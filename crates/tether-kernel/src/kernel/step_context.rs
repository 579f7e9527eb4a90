//! StepContext: the scope chain a step runs against, plus its completion sink.

use std::any::TypeId;
use std::cell::RefCell;
use std::fmt;
use std::sync::{Arc, Mutex};

use serde_json::Value;
use tokio::sync::oneshot;

use crate::kernel::body::{BodyInvoker, BodyOutcome, StepFailure};
use crate::kernel::context::{
    downcast, AnyValue, ContextError, ContextValues, DelegatedContext, ResolverRegistry,
};
use crate::kernel::descriptor::ContextKey;

/// Execution context of one step.
///
/// Lookups check explicit values from this scope outwards through its parents, then fall
/// back to the resolver registered for the requested type.
pub struct StepContext {
    values: ContextValues,
    parent: Option<Arc<StepContext>>,
    resolvers: Arc<ResolverRegistry>,
    completion: Mutex<Option<oneshot::Sender<BodyOutcome>>>,
}

impl StepContext {
    /// Creates a top-level context and the handle its outcome will be delivered to.
    pub fn root(
        resolvers: Arc<ResolverRegistry>,
        values: ContextValues,
    ) -> (Arc<Self>, StepCompletion) {
        let (tx, rx) = oneshot::channel();
        let context = Self {
            values,
            parent: None,
            resolvers,
            completion: Mutex::new(Some(tx)),
        };
        (Arc::new(context), StepCompletion { rx })
    }

    pub(crate) fn child(parent: Arc<StepContext>, values: ContextValues) -> Self {
        Self {
            values,
            resolvers: Arc::clone(&parent.resolvers),
            parent: Some(parent),
            completion: Mutex::new(None),
        }
    }

    /// Number of enclosing scopes.
    pub fn depth(&self) -> usize {
        let mut depth = 0;
        let mut scope = self.parent.as_deref();
        while let Some(current) = scope {
            depth += 1;
            scope = current.parent.as_deref();
        }
        depth
    }

    /// Looks up a capability; `Ok(None)` means it is not (or no longer) available.
    pub fn get<T: Send + Sync + 'static>(&self) -> Result<Option<Arc<T>>, ContextError> {
        let visiting = RefCell::new(Vec::new());
        Ok(self
            .lookup(TypeId::of::<T>(), &visiting)?
            .and_then(downcast::<T>))
    }

    /// Like [StepContext::get], but a missing capability is an error.
    pub fn require<T: Send + Sync + 'static>(&self) -> Result<Arc<T>, ContextError> {
        self.get::<T>()?.ok_or_else(ContextError::missing::<T>)
    }

    pub fn contains_key(&self, key: &ContextKey) -> Result<bool, ContextError> {
        let visiting = RefCell::new(Vec::new());
        Ok(self.lookup(key.type_id(), &visiting)?.is_some())
    }

    pub(crate) fn lookup(
        &self,
        key: TypeId,
        visiting: &RefCell<Vec<TypeId>>,
    ) -> Result<Option<AnyValue>, ContextError> {
        let mut scope = Some(self);
        while let Some(current) = scope {
            if let Some(value) = current.values.get_raw(key) {
                return Ok(Some(Arc::clone(value)));
            }
            scope = current.parent.as_deref();
        }

        let Some(resolver) = self.resolvers.get(key) else {
            return Ok(None);
        };
        if visiting.borrow().contains(&key) {
            return Ok(None);
        }
        visiting.borrow_mut().push(key);
        let result = resolver.resolve_erased(&DelegatedContext::new(self, visiting));
        visiting.borrow_mut().pop();
        result
    }

    /// Starts building a nested scope for this step's body.
    pub fn new_body_invoker(self: &Arc<Self>) -> BodyInvoker {
        BodyInvoker::new(Arc::clone(self))
    }

    pub fn on_success(&self, result: Value) {
        self.complete(Ok(result));
    }

    pub fn on_failure(&self, failure: StepFailure) {
        self.complete(Err(failure));
    }

    /// Delivers the outcome once; later calls are logged and dropped.
    fn complete(&self, outcome: BodyOutcome) {
        let sender = match self.completion.lock() {
            Ok(mut guard) => guard.take(),
            Err(poisoned) => poisoned.into_inner().take(),
        };
        match sender {
            Some(tx) => {
                if tx.send(outcome).is_err() {
                    log::debug!("step outcome dropped: nobody is waiting for completion");
                }
            }
            None => log::warn!(
                "ignoring outcome for a scope at depth {} that is already completed or has no completion sink: {:?}",
                self.depth(),
                outcome
            ),
        }
    }
}

impl fmt::Debug for StepContext {
    fn fmt(&self, f: &mut fmt::Formatter<'_>) -> fmt::Result {
        f.debug_struct("StepContext")
            .field("depth", &self.depth())
            .field("values", &self.values)
            .field("resolvers", &self.resolvers)
            .finish()
    }
}

/// Receives the outcome of a root [StepContext].
#[derive(Debug)]
pub struct StepCompletion {
    rx: oneshot::Receiver<BodyOutcome>,
}

impl StepCompletion {
    pub async fn wait(self) -> BodyOutcome {
        self.rx.await.unwrap_or_else(|_| {
            Err(StepFailure::Error(
                "step context dropped before completing".to_string(),
            ))
        })
    }
}
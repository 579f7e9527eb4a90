//! Resumption of a step after a controller restart.
//!
//! [ResumptionRecord] is what survives the restart: the task, the node, the directory and
//! the nesting depth ([ResumptionKey]). The executor slot and the directory lease it held
//! ([RecoveredHandles]) do not survive; [ResumptionRecord::resume] re-establishes them:
//!
//! 1. reuse the queue item already carrying the task's idempotency token, or submit one;
//! 2. wait, bounded by [ResumeConfig::node_wait_timeout], for the item to start;
//! 3. take the slot that claimed it and check its worker is connected;
//! 4. re-lease the exact directory on that worker.
//!
//! Nothing here retries. Timeouts and cancellations become [StepInterrupted] signals; the
//! rest are fatal errors for the caller to act on.

use std::fmt;
use std::sync::Arc;

use serde::{Deserialize, Serialize};

use tether_kernel::body::StepFailure;
use tether_kernel::context::ContextError;
use tether_kernel::interrupt::{InterruptionCause, StepInterrupted};
use tether_kernel::listener::TaskListener;
use tether_kernel::step_context::StepContext;

use crate::config::ResumeConfig;
use crate::lease::{Lease, LeaseError};
use crate::models::{PlaceholderTask, QueueItem, QueueTask};
use crate::scheduler::{StartError, WorkQueue};
use crate::topology::{DirHandle, ExecutorSlot};
use crate::util::time_span_string;

/// Cause code: the node did not come back within the wait timeout.
pub const REMOVED_NODE: &str = "removed-node";
/// Cause code: the queue item the step was waiting on was cancelled.
pub const QUEUE_TASK_CANCELLED: &str = "queue-task-cancelled";

pub fn removed_node_cause(node: &str) -> InterruptionCause {
    InterruptionCause::new(
        REMOVED_NODE,
        format!("Agent {} was removed", node),
    )
}

pub fn queue_task_cancelled_cause() -> InterruptionCause {
    InterruptionCause::new(QUEUE_TASK_CANCELLED, "Queue task was cancelled")
}

#[derive(Debug, thiserror::Error)]
pub enum ResumeError {
    #[error("Already resumed")]
    AlreadyResumed,
    #[error("queue refused {task}")]
    QueueRefused { task: String },
    #[error(transparent)]
    Interrupted(#[from] StepInterrupted),
    #[error("{executable} was scheduled but no executor claimed it")]
    SlotNotClaimed { executable: String },
    #[error("{worker} is offline")]
    WorkerOffline { worker: String },
    #[error("something already locked {path}")]
    PathLocked { path: String },
    #[error(transparent)]
    Lease(#[from] LeaseError),
    #[error(transparent)]
    Context(#[from] ContextError),
}

impl ResumeError {
    /// The environment stopped the step (node gone, item cancelled).
    pub fn is_interruption(&self) -> bool {
        matches!(self, ResumeError::Interrupted(_))
    }

    /// Resource failures: no slot, offline worker, contended or broken lease.
    pub fn is_io(&self) -> bool {
        matches!(
            self,
            ResumeError::SlotNotClaimed { .. }
                | ResumeError::WorkerOffline { .. }
                | ResumeError::PathLocked { .. }
                | ResumeError::Lease(_)
        )
    }
}

impl From<ResumeError> for StepFailure {
    fn from(err: ResumeError) -> Self {
        match err {
            ResumeError::Interrupted(interrupted) => StepFailure::Interrupted(interrupted),
            other => StepFailure::Error(other.to_string()),
        }
    }
}

/// Persisted identity of a suspended step. Never mutated after construction.
#[derive(Clone, Debug, PartialEq, Eq, Serialize, Deserialize)]
pub struct ResumptionKey {
    pub task: PlaceholderTask,
    /// Node name; empty for the controller.
    pub node: String,
    pub path: String,
    pub depth: u32,
}

/// Live handles recovered by [ResumptionRecord::resume]; never persisted.
#[derive(Clone, Debug)]
pub struct RecoveredHandles {
    pub slot: Arc<ExecutorSlot>,
    pub lease: Arc<Lease>,
}

/// Durable context of a step holding an executor slot and a directory lease.
#[derive(Clone, Debug, Serialize, Deserialize)]
pub struct ResumptionRecord {
    #[serde(flatten)]
    key: ResumptionKey,
    #[serde(skip)]
    handles: Option<RecoveredHandles>,
}

impl ResumptionRecord {
    /// Record for a step that has just been given `slot` and `lease`.
    pub fn new(task: PlaceholderTask, lease: Arc<Lease>, slot: Arc<ExecutorSlot>, depth: u32) -> Self {
        let key = ResumptionKey {
            task,
            node: lease.path().node().to_string(),
            path: lease.path().remote().to_string(),
            depth,
        };
        Self {
            key,
            handles: Some(RecoveredHandles { slot, lease }),
        }
    }

    /// Record loaded from storage, not yet resumed.
    pub fn from_key(key: ResumptionKey) -> Self {
        Self { key, handles: None }
    }

    pub fn key(&self) -> &ResumptionKey {
        &self.key
    }

    pub fn task(&self) -> &PlaceholderTask {
        &self.key.task
    }

    pub fn node(&self) -> &str {
        &self.key.node
    }

    pub fn path(&self) -> &str {
        &self.key.path
    }

    pub fn depth(&self) -> u32 {
        self.key.depth
    }

    pub fn handles(&self) -> Option<&RecoveredHandles> {
        self.handles.as_ref()
    }

    pub fn slot(&self) -> Option<&Arc<ExecutorSlot>> {
        self.handles.as_ref().map(|h| &h.slot)
    }

    pub fn lease(&self) -> Option<&Arc<Lease>> {
        self.handles.as_ref().map(|h| &h.lease)
    }

    pub fn is_resumed(&self) -> bool {
        self.handles.is_some()
    }

    /// Re-acquires the slot and the exact directory lease this step held before a restart.
    ///
    /// `context` must supply a [TaskListener]. Must be called at most once per record.
    pub async fn resume(
        &mut self,
        context: &StepContext,
        queue: &dyn WorkQueue,
        config: &ResumeConfig,
    ) -> Result<(), ResumeError> {
        if self.handles.is_some() {
            return Err(ResumeError::AlreadyResumed);
        }
        let listener = context.require::<TaskListener>()?;
        let node = self.key.node.as_str();
        let path = self.key.path.as_str();

        let item = self.find_or_schedule(queue, config.queue_priority)?;

        // Unlikely to be any delay for the controller.
        if !node.is_empty() {
            listener.println(format!(
                "Waiting for reconnection of {} before proceeding with build",
                node
            ));
        }
        let executable =
            match tokio::time::timeout(config.node_wait_timeout, queue.wait_for_start(&item)).await {
                Ok(Ok(executable)) => executable,
                Ok(Err(StartError::Cancelled(id))) => {
                    log::debug!("ceased to wait for {}: queue item {} cancelled", node, id);
                    return Err(StepInterrupted::aborted(queue_task_cancelled_cause()).into());
                }
                Err(_elapsed) => {
                    listener.println(format!(
                        "{} has been removed for {}, assuming it is not coming back",
                        node,
                        time_span_string(config.node_wait_timeout)
                    ));
                    return Err(StepInterrupted::aborted(removed_node_cause(node)).into());
                }
            };

        let slot = queue
            .claimed_slot(&executable)
            .ok_or_else(|| ResumeError::SlotNotClaimed {
                executable: executable.to_string(),
            })?;
        let worker = slot.owner();
        let channel = worker.channel().ok_or_else(|| ResumeError::WorkerOffline {
            worker: worker.display_name().to_string(),
        })?;

        let requested = DirHandle::new(worker.name(), path, channel);
        // The registry has no try-lock: a contended path comes back as a variant.
        let lease = worker.lease_registry().allocate(&requested)?;
        if lease.path() != &requested {
            lease.release();
            return Err(ResumeError::PathLocked {
                path: requested.to_string(),
            });
        }

        self.handles = Some(RecoveredHandles { slot, lease });
        log::debug!("fully restored for {} on {}", path, node);
        Ok(())
    }

    /// Scan and submit happen under one hold of the queue lock.
    fn find_or_schedule(&self, queue: &dyn WorkQueue, priority: u32) -> Result<QueueItem, ResumeError> {
        let task = &self.key.task;
        let mut guard = queue.lock();
        let existing = match task.cookie() {
            Some(token) => guard.find_by_token(token),
            None => {
                log::debug!("{} has no idempotency token; not looking for a queued duplicate", task);
                None
            }
        };
        if let Some(item) = existing {
            log::debug!(
                "reusing {}, which was already in the queue for {} on {}",
                item,
                self.key.path,
                self.key.node
            );
            return Ok(item);
        }
        let item = guard
            .submit(QueueTask::Placeholder(task.clone()), priority)
            .ok_or_else(|| ResumeError::QueueRefused {
                task: task.to_string(),
            })?;
        log::debug!("scheduled {} for {} on {}", item, self.key.path, self.key.node);
        Ok(item)
    }
}

impl fmt::Display for ResumptionRecord {
    fn fmt(&self, f: &mut fmt::Formatter<'_>) -> fmt::Result {
        write!(f, "ResumptionRecord[{}@{}]", self.key.path, self.key.node)
    }
}
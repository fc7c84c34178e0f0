//! Shared serialization/deserialization utilities for configuration

/// Helper module for Duration serialization as milliseconds
///
/// The supervisor's tunables are sub-second delays, so milliseconds are the
/// natural unit in TOML/JSON configuration files.
///
/// # Example
///
/// ```ignore
/// use std::time::Duration;
/// use serde::{Deserialize, Serialize};
///
/// #[derive(Serialize, Deserialize)]
/// struct Config {
///     #[serde(with = "peri_core::config::duration_millis")]
///     delay: Duration,
/// }
/// ```
pub mod duration_millis {
    use serde::{self, Deserialize, Deserializer, Serializer};
    use std::time::Duration;

    /// Serialize a Duration as milliseconds (u64)
    pub fn serialize<S>(duration: &Duration, serializer: S) -> Result<S::Ok, S::Error>
    where
        S: Serializer,
    {
        serializer.serialize_u64(duration.as_millis() as u64)
    }

    /// Deserialize a Duration from milliseconds (u64)
    pub fn deserialize<'de, D>(deserializer: D) -> Result<Duration, D::Error>
    where
        D: Deserializer<'de>,
    {
        let millis = u64::deserialize(deserializer)?;
        Ok(Duration::from_millis(millis))
    }
}

#[cfg(test)]
mod tests {
    use super::*;
    use serde::{Deserialize, Serialize};
    use std::time::Duration;

    #[derive(Debug, PartialEq, Serialize, Deserialize)]
    struct TestConfig {
        #[serde(with = "duration_millis")]
        delay: Duration,
    }

    #[test]
    fn test_duration_millis_serialize() {
        let config = TestConfig {
            delay: Duration::from_millis(300),
        };
        let json = serde_json::to_string(&config).unwrap();
        assert_eq!(json, r#"{"delay":300}"#);
    }

    #[test]
    fn test_duration_millis_deserialize() {
        let json = r#"{"delay":500}"#;
        let config: TestConfig = serde_json::from_str(json).unwrap();
        assert_eq!(config.delay, Duration::from_millis(500));
    }

    #[test]
    fn test_duration_millis_roundtrip() {
        let original = TestConfig {
            delay: Duration::from_millis(1250),
        };
        let json = serde_json::to_string(&original).unwrap();
        let parsed: TestConfig = serde_json::from_str(&json).unwrap();
        assert_eq!(original, parsed);
    }
}
//! Endpoint registry
//!
//! Derives the set of machines a connection should be held to. Pure; the
//! connection manager diffs its output against the held connections.

use peri_core::types::MachineRecord;

use crate::stores::MachineStore;

/// Machines eligible for a connection: online, with an endpoint, and only
/// when the user is authenticated
pub fn connectable(machines: &MachineStore, authenticated: bool) -> Vec<MachineRecord> {
    if !authenticated {
        return Vec::new();
    }
    machines
        .list()
        .into_iter()
        .filter(|m| m.is_connectable())
        .collect()
}
//! Inbound event unions
//!
//! JSON-encoded tagged unions. `ProtocolEvent` is what an agent daemon emits
//! for a session; `ClientEvent` is the full set of callbacks a realtime
//! client delivers for one machine connection.

use serde::{Deserialize, Serialize};
use std::fmt;

use crate::approval::PermissionRequest;
use crate::session::{SessionId, SessionInfo, SessionStatus};

/// Status of one realtime connection
#[derive(Debug, Clone, Copy, PartialEq, Eq, Serialize, Deserialize)]
#[serde(rename_all = "snake_case")]
pub enum ConnectionStatus {
    /// No connection is open
    Disconnected,
    /// Connection attempt in progress
    Connecting,
    /// Connection is open and ready
    Connected,
    /// Connection failed; the client owns any retry
    Error,
}

impl fmt::Display for ConnectionStatus {
    fn fmt(&self, f: &mut fmt::Formatter<'_>) -> fmt::Result {
        match self {
            ConnectionStatus::Disconnected => write!(f, "disconnected"),
            ConnectionStatus::Connecting => write!(f, "connecting"),
            ConnectionStatus::Connected => write!(f, "connected"),
            ConnectionStatus::Error => write!(f, "error"),
        }
    }
}

/// Event emitted by an agent daemon for a session
#[derive(Debug, Clone, PartialEq, Eq, Serialize, Deserialize)]
#[serde(tag = "type", rename_all = "snake_case")]
pub enum ProtocolEvent {
    /// Session changed status
    SessionStatusChanged {
        session_id: SessionId,
        status: SessionStatus,
    },

    /// Agent produced a message
    AgentMessage { session_id: SessionId, text: String },

    /// A tool call finished executing
    ToolCallFinished {
        session_id: SessionId,
        tool_call_id: String,
    },

    /// Agent is asking permission for a tool call
    PermissionRequested(PermissionRequest),

    /// A permission request was answered or expired
    PermissionResolved {
        session_id: SessionId,
        request_id: String,
    },
}

impl ProtocolEvent {
    /// Session this event belongs to
    pub fn session_id(&self) -> &SessionId {
        match self {
            ProtocolEvent::SessionStatusChanged { session_id, .. } => session_id,
            ProtocolEvent::AgentMessage { session_id, .. } => session_id,
            ProtocolEvent::ToolCallFinished { session_id, .. } => session_id,
            ProtocolEvent::PermissionRequested(req) => &req.session_id,
            ProtocolEvent::PermissionResolved { session_id, .. } => session_id,
        }
    }
}

/// Callback delivered by a realtime client for one machine connection
///
/// Tagged with `kind` rather than `type` so a nested `ProtocolEvent`'s own
/// tag survives the flattening of the `Protocol` variant.
#[derive(Debug, Clone, PartialEq, Eq, Serialize, Deserialize)]
#[serde(tag = "kind", rename_all = "snake_case")]
pub enum ClientEvent {
    /// Connection status changed
    StatusChanged { status: ConnectionStatus },

    /// Full session-list snapshot for the machine
    SessionList { sessions: Vec<SessionInfo> },

    /// Protocol event from one of the machine's sessions
    Protocol(ProtocolEvent),

    /// History replay for a session finished
    HistoryComplete { session_id: SessionId },

    /// Connection-level error surfaced by the client
    Error { message: String },
}
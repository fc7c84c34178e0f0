//! Permission requests and risk classification

use serde::{Deserialize, Serialize};
use std::fmt;
use std::time::SystemTime;

use crate::session::SessionId;

/// Risk classification a daemon assigns to a tool call
///
/// Ordered so a maximum-risk auto-approval policy is a plain comparison.
#[derive(Debug, Clone, Copy, PartialEq, Eq, PartialOrd, Ord, Serialize, Deserialize)]
#[serde(rename_all = "snake_case")]
pub enum RiskLevel {
    /// Read-only or trivially reversible (e.g. reading a file)
    Low,
    /// Mutates local state (e.g. editing a file, running a build)
    Medium,
    /// Hard to reverse or leaves the machine (e.g. git push, network calls)
    High,
}

impl fmt::Display for RiskLevel {
    fn fmt(&self, f: &mut fmt::Formatter<'_>) -> fmt::Result {
        match self {
            RiskLevel::Low => write!(f, "low"),
            RiskLevel::Medium => write!(f, "medium"),
            RiskLevel::High => write!(f, "high"),
        }
    }
}

/// A permission prompt the agent issues before a risky tool call
#[derive(Debug, Clone, PartialEq, Eq, Serialize, Deserialize)]
pub struct PermissionRequest {
    /// Session the request belongs to
    pub session_id: SessionId,
    /// Identifier of this request
    pub request_id: String,
    /// Identifier of the tool call awaiting approval
    pub tool_call_id: String,
    /// Name of the tool the agent wants to run
    pub tool_name: String,
    /// Risk classification assigned by the daemon
    pub risk_level: RiskLevel,
    /// When the request expires server-side, if the daemon set a deadline
    pub expires_at: Option<SystemTime>,
}

impl PermissionRequest {
    /// Whether the request is already past its expiry
    pub fn is_expired(&self, now: SystemTime) -> bool {
        self.expires_at.is_some_and(|deadline| now >= deadline)
    }
}

#[cfg(test)]
mod tests {
    use super::*;
    use std::time::Duration;

    fn request(expires_at: Option<SystemTime>) -> PermissionRequest {
        PermissionRequest {
            session_id: SessionId::new("s1"),
            request_id: "req-1".to_string(),
            tool_call_id: "tc-1".to_string(),
            tool_name: "bash".to_string(),
            risk_level: RiskLevel::Medium,
            expires_at,
        }
    }

    #[test]
    fn test_risk_level_ordering() {
        assert!(RiskLevel::Low < RiskLevel::Medium);
        assert!(RiskLevel::Medium < RiskLevel::High);
    }

    #[test]
    fn test_risk_level_serde() {
        let json = serde_json::to_string(&RiskLevel::High).unwrap();
        assert_eq!(json, r#""high""#);
        let parsed: RiskLevel = serde_json::from_str(r#""low""#).unwrap();
        assert_eq!(parsed, RiskLevel::Low);
    }

    #[test]
    fn test_no_expiry_never_expires() {
        let req = request(None);
        assert!(!req.is_expired(SystemTime::now()));
    }

    #[test]
    fn test_expired_request() {
        let now = SystemTime::now();
        let req = request(Some(now - Duration::from_secs(1)));
        assert!(req.is_expired(now));

        let req = request(Some(now + Duration::from_secs(60)));
        assert!(!req.is_expired(now));
    }
}
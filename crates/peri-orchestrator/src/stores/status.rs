//! Connection status store

use dashmap::DashMap;
use serde::{Deserialize, Serialize};

use peri_core::types::{ConnectionStatus, MachineId};

/// Status of one machine's connection, as surfaced to the UI
#[derive(Debug, Clone, PartialEq, Eq, Serialize, Deserialize)]
pub struct EndpointStatus {
    /// Last reported connection status
    pub status: ConnectionStatus,
    /// Last connection-level error message, if any
    pub last_error: Option<String>,
}

impl Default for EndpointStatus {
    fn default() -> Self {
        Self {
            status: ConnectionStatus::Disconnected,
            last_error: None,
        }
    }
}

/// Per-machine connection status plus a global aggregate
#[derive(Default)]
pub struct StatusStore {
    statuses: DashMap<MachineId, EndpointStatus>,
}

impl StatusStore {
    /// Create an empty store
    pub fn new() -> Self {
        Self {
            statuses: DashMap::new(),
        }
    }

    /// Record a status change for a machine
    ///
    /// A successful connect clears any stale error.
    pub fn set_status(&self, machine_id: &MachineId, status: ConnectionStatus) {
        let mut entry = self.statuses.entry(machine_id.clone()).or_default();
        entry.status = status;
        if status == ConnectionStatus::Connected {
            entry.last_error = None;
        }
    }

    /// Record a connection-level error message for a machine
    pub fn set_error(&self, machine_id: &MachineId, message: String) {
        let mut entry = self.statuses.entry(machine_id.clone()).or_default();
        entry.last_error = Some(message);
    }

    /// Drop a machine's status entry
    pub fn remove(&self, machine_id: &MachineId) {
        self.statuses.remove(machine_id);
    }

    /// Get a machine's status
    pub fn get(&self, machine_id: &MachineId) -> Option<EndpointStatus> {
        self.statuses.get(machine_id).map(|r| r.clone())
    }

    /// Mark every tracked machine as disconnected
    pub fn set_all_disconnected(&self) {
        for mut entry in self.statuses.iter_mut() {
            entry.status = ConnectionStatus::Disconnected;
        }
    }

    /// Global aggregate across all machines
    ///
    /// Connected beats connecting beats error; an empty store is
    /// disconnected.
    pub fn aggregate(&self) -> ConnectionStatus {
        let mut connecting = false;
        let mut errored = false;
        for entry in self.statuses.iter() {
            match entry.status {
                ConnectionStatus::Connected => return ConnectionStatus::Connected,
                ConnectionStatus::Connecting => connecting = true,
                ConnectionStatus::Error => errored = true,
                ConnectionStatus::Disconnected => {}
            }
        }
        if connecting {
            ConnectionStatus::Connecting
        } else if errored {
            ConnectionStatus::Error
        } else {
            ConnectionStatus::Disconnected
        }
    }
}

#[cfg(test)]
mod tests {
    use super::*;

    #[test]
    fn test_aggregate_empty_is_disconnected() {
        let store = StatusStore::new();
        assert_eq!(store.aggregate(), ConnectionStatus::Disconnected);
    }

    #[test]
    fn test_aggregate_prefers_connected() {
        let store = StatusStore::new();
        store.set_status(&MachineId::new("m1"), ConnectionStatus::Error);
        store.set_status(&MachineId::new("m2"), ConnectionStatus::Connecting);
        store.set_status(&MachineId::new("m3"), ConnectionStatus::Connected);
        assert_eq!(store.aggregate(), ConnectionStatus::Connected);
    }

    #[test]
    fn test_aggregate_connecting_beats_error() {
        let store = StatusStore::new();
        store.set_status(&MachineId::new("m1"), ConnectionStatus::Error);
        store.set_status(&MachineId::new("m2"), ConnectionStatus::Connecting);
        assert_eq!(store.aggregate(), ConnectionStatus::Connecting);
    }

    #[test]
    fn test_connected_clears_error() {
        let store = StatusStore::new();
        let m1 = MachineId::new("m1");
        store.set_error(&m1, "tunnel closed".to_string());
        store.set_status(&m1, ConnectionStatus::Connected);
        assert_eq!(store.get(&m1).unwrap().last_error, None);
    }

    #[test]
    fn test_remove_drops_entry_and_aggregate_input() {
        let store = StatusStore::new();
        let m1 = MachineId::new("m1");
        store.set_status(&m1, ConnectionStatus::Connected);
        store.set_status(&MachineId::new("m2"), ConnectionStatus::Error);

        store.remove(&m1);

        assert!(store.get(&m1).is_none());
        assert_eq!(store.aggregate(), ConnectionStatus::Error);
    }

    #[test]
    fn test_set_all_disconnected() {
        let store = StatusStore::new();
        store.set_status(&MachineId::new("m1"), ConnectionStatus::Connected);
        store.set_status(&MachineId::new("m2"), ConnectionStatus::Connecting);

        store.set_all_disconnected();

        assert_eq!(store.aggregate(), ConnectionStatus::Disconnected);
        assert_eq!(
            store.get(&MachineId::new("m1")).unwrap().status,
            ConnectionStatus::Disconnected
        );
    }
}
━━━━━━━━
◆ ASSIGNMENT
Provide the count of lines in the records above that hold the word "downcast", with no other text.

◆ SOLUTION
2